This myopia is also what drives young activists to glue themselves to Vermeers and throw soup on Van Goghs. Conserving beauty feels like a foolish distraction for someone who truly believes they are saving humanity from extinction. It’s currency, too. In the social justice economy, social media sells, and getting young people their individual protest profile picture is a way to ensure your activists feel valued.

But now we are left holding picket signs for a problem statement of which there’s almost no one left to convince. Sure, a few holdouts want to debate carbon emissions, but the conservation conversation is and always has been far larger than just climate change and we shouldn’t lose the forest for the trees. Energy security, public land preservation, sustainable agriculture, and permitting reform are a healthily long legacy of common ground we are ignoring to make our divisions seem more daunting than they are. 

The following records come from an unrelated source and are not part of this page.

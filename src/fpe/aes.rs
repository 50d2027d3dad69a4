//! AES Block Primitive
//!
//! This module wraps the constant-time AES implementation of the `aes` crate
//! behind a single type that selects AES-128, AES-192 or AES-256 from the
//! length of the raw key bytes. The FF1 and FF3-1 engines only ever need
//! single-block ECB encryption; CBC-MAC chaining and counter-style expansion
//! are built from this primitive inside the engines themselves.
//!
//! # Features
//!
//! - `AesCipher::new` validates the key length (16, 24 or 32 bytes) and
//!   builds the matching cipher with its key schedule expanded once.
//! - `AesCipher::encrypt_block` encrypts a 16-byte block in place.
//!
//! # Note
//!
//! The cipher lives only for the duration of a single encrypt or decrypt
//! call; no key material is cached across calls.

use aes::cipher::{generic_array::GenericArray, BlockEncrypt, KeyInit};
use aes::{Aes128, Aes192, Aes256};

use std::error::Error;

/// AES block size is fixed at 16 bytes.
pub const AES_BLOCK_SIZE: usize = 16;

/// AES key size constants for the three standard variations of AES.
pub const AES_128_KEY_SIZE: usize = 16;
pub const AES_192_KEY_SIZE: usize = 24;
pub const AES_256_KEY_SIZE: usize = 32;

/// An AES block cipher with the variant chosen by key length.
pub enum AesCipher {
    Aes128(Aes128),
    Aes192(Aes192),
    Aes256(Aes256),
}

impl AesCipher {
    /// Build a cipher from raw key bytes.
    ///
    /// # Parameters
    ///
    /// * `key`: The raw key. Its length selects the variant: 16 bytes for
    ///          AES-128, 24 bytes for AES-192 and 32 bytes for AES-256.
    ///
    /// # Returns
    ///
    /// * `Ok(AesCipher)` - The cipher with its key schedule expanded.
    /// * `Err(Box<dyn Error>)` - If the key length is invalid.
    pub fn new(key: &[u8]) -> Result<Self, Box<dyn Error>> {
        match key.len() {
            AES_128_KEY_SIZE => Ok(AesCipher::Aes128(Aes128::new(GenericArray::from_slice(key)))),
            AES_192_KEY_SIZE => Ok(AesCipher::Aes192(Aes192::new(GenericArray::from_slice(key)))),
            AES_256_KEY_SIZE => Ok(AesCipher::Aes256(Aes256::new(GenericArray::from_slice(key)))),
            _ => Err(format!(
                "FPE KEY ERROR: Invalid key length. Expected 16, 24, or 32 bytes, got {} bytes",
                key.len(),
            )
            .into()),
        }
    }

    /// Encrypt a single 16-byte block in place.
    pub fn encrypt_block(&self, block: &mut [u8; AES_BLOCK_SIZE]) {
        let block = GenericArray::from_mut_slice(block);
        match self {
            AesCipher::Aes128(cipher) => cipher.encrypt_block(block),
            AesCipher::Aes192(cipher) => cipher.encrypt_block(block),
            AesCipher::Aes256(cipher) => cipher.encrypt_block(block),
        }
    }
}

The issue for which we harness young people’s energy should be how, not if, we care for the planet. Americans have always had a uniquely courageous spirit for progress. Properly oriented, this can move mountains. America’s youth should be using their vigor to clean parks, their brain power to innovate, and any remaining energy to get off screens and enjoy the outdoors. Anything else, especially useless publicity stunts, is a waste of clean air.

Our young people’s urge to feel like they’re on the right side of history leads to a revolutionary spirit where we need an innovative one. Real progress, though, typically doesn’t look like Instagrammable political activism; it just looks like work.